Het kabinet investeert de komende jaren 1 miljard euro in de woningbouw. Maar wat voor soort woningen, voor en door wie en waar? En wie neemt de regie? Essentiële vragen waarop de antwoorden beeldbepalend zijn voor ons woongenot de komende decennia. We laten drie deskundigen aan het woord.
Door de crisis verloor de overheid de regie over de woningmarkt en faciliteerde alleen maar. Was er daarvoor een actief gemeentebeleid ten aanzien van grondexploitatie en gebiedsontwikkeling met
deskundige gebiedsontwikkelaars als aanjagers, tijdens de crisis verloren deze deskundigen hun baan en de gemeenten hun kennis. “Eeuwig jammer”, vindt Claudia Hanemaaijer-van Hasselt, senior adviseur strategie in gebiedsontwikkeling bij TwynstraGudde. “De overheid zou de regie, de centrale rol weer moeten terugpakken. Zodat de juiste woningen op de juiste plekken worden gebouwd. En dat de juiste grondwaardestijging op de juiste manier geïnvesteerd wordt in bijvoorbeeld
sociale woningen, natuur en infrastructuur.”
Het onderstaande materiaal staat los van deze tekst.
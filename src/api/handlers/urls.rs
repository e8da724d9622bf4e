//! Handlers for the single-link API used by remote clients.
//!
//! These endpoints speak the same wire format the remote store client
//! expects, so one instance can serve as another's backend.

use axum::{
    Json,
    extract::{Path, State},
    http::StatusCode,
};
use chrono::Utc;

use crate::api::dto::urls::{CreateUrlRequest, CreateUrlResponse};
use crate::domain::entities::{ClickEvent, LinkRecord, LinkSummary, ShortenRequest};
use crate::error::AppError;
use crate::state::AppState;

/// Shortens a single URL.
///
/// # Endpoint
///
/// `POST /api/urls`
///
/// # Response
///
/// `201 Created` with `{ "shortUrl", "shortcode", "expiry" }`.
///
/// # Errors
///
/// Uses the standard error body; a taken shortcode is `409 Conflict`.
pub async fn create_url_handler(
    State(state): State<AppState>,
    Json(body): Json<CreateUrlRequest>,
) -> Result<(StatusCode, Json<CreateUrlResponse>), AppError> {
    let request: ShortenRequest = body.into();
    let record = state.link_service.shorten(&request).await?;

    Ok((
        StatusCode::CREATED,
        Json(CreateUrlResponse {
            short_url: state.short_url(&record.shortcode),
            shortcode: record.shortcode,
            expiry: record.expires_at,
        }),
    ))
}

/// Lists live links as a bare array.
///
/// # Endpoint
///
/// `GET /api/urls`
pub async fn list_urls_handler(
    State(state): State<AppState>,
) -> Result<Json<Vec<LinkSummary>>, AppError> {
    let summaries = state.stats_service.summarize(Utc::now()).await?;
    Ok(Json(summaries))
}

/// Returns the newest record for a shortcode, expired ones included.
///
/// # Endpoint
///
/// `GET /api/urls/{shortcode}`
///
/// # Errors
///
/// Returns 404 Not Found if the shortcode was never issued.
pub async fn get_url_handler(
    State(state): State<AppState>,
    Path(shortcode): Path<String>,
) -> Result<Json<LinkRecord>, AppError> {
    let record = state
        .stats_service
        .lookup(&shortcode)
        .await?
        .ok_or(AppError::NotFound { code: shortcode })?;

    Ok(Json(record))
}

/// Appends a click recorded by another instance's redirect.
///
/// # Endpoint
///
/// `POST /api/urls/{shortcode}/clicks` with a click event body:
///
/// ```json
/// { "timestamp": "2025-01-01T12:05:00Z", "source": "direct", "location": "10.0.0.1" }
/// ```
///
/// # Errors
///
/// Returns 404 Not Found if the shortcode was never issued.
pub async fn record_click_handler(
    State(state): State<AppState>,
    Path(shortcode): Path<String>,
    Json(event): Json<ClickEvent>,
) -> Result<StatusCode, AppError> {
    state.redirect_service.append_click(&shortcode, event).await?;
    Ok(StatusCode::NO_CONTENT)
}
Welke soort woningen voor welke doelgroep nodig zijn, heeft met een aantal factoren te maken, aldus Hanemaaijer. Met de beschikbare plek, met de behoefte van de mensen en met de eisen van de overheid, zoals één derde sociaal. “Omdat op dit moment de overheid zich vooral faciliterend opstelt en de grote woningbouwopgave aan de markt overlaat, krijg je regelmatig ad-hoc oplossingen die niet in het grotere plaatje passen.” Beter vindt ze om op grote schaal plannen te maken, zodat je integraal kunt bepalen waar bijvoorbeeld wel en waar geen sociale woningbouw of voorzieningen moeten komen. “We staan voor een grote, complexe opgave, waar we multidisciplinair naar moeten kijken. Dus overheid, neem die regie met een overkoepelende ontwikkelstrategie!”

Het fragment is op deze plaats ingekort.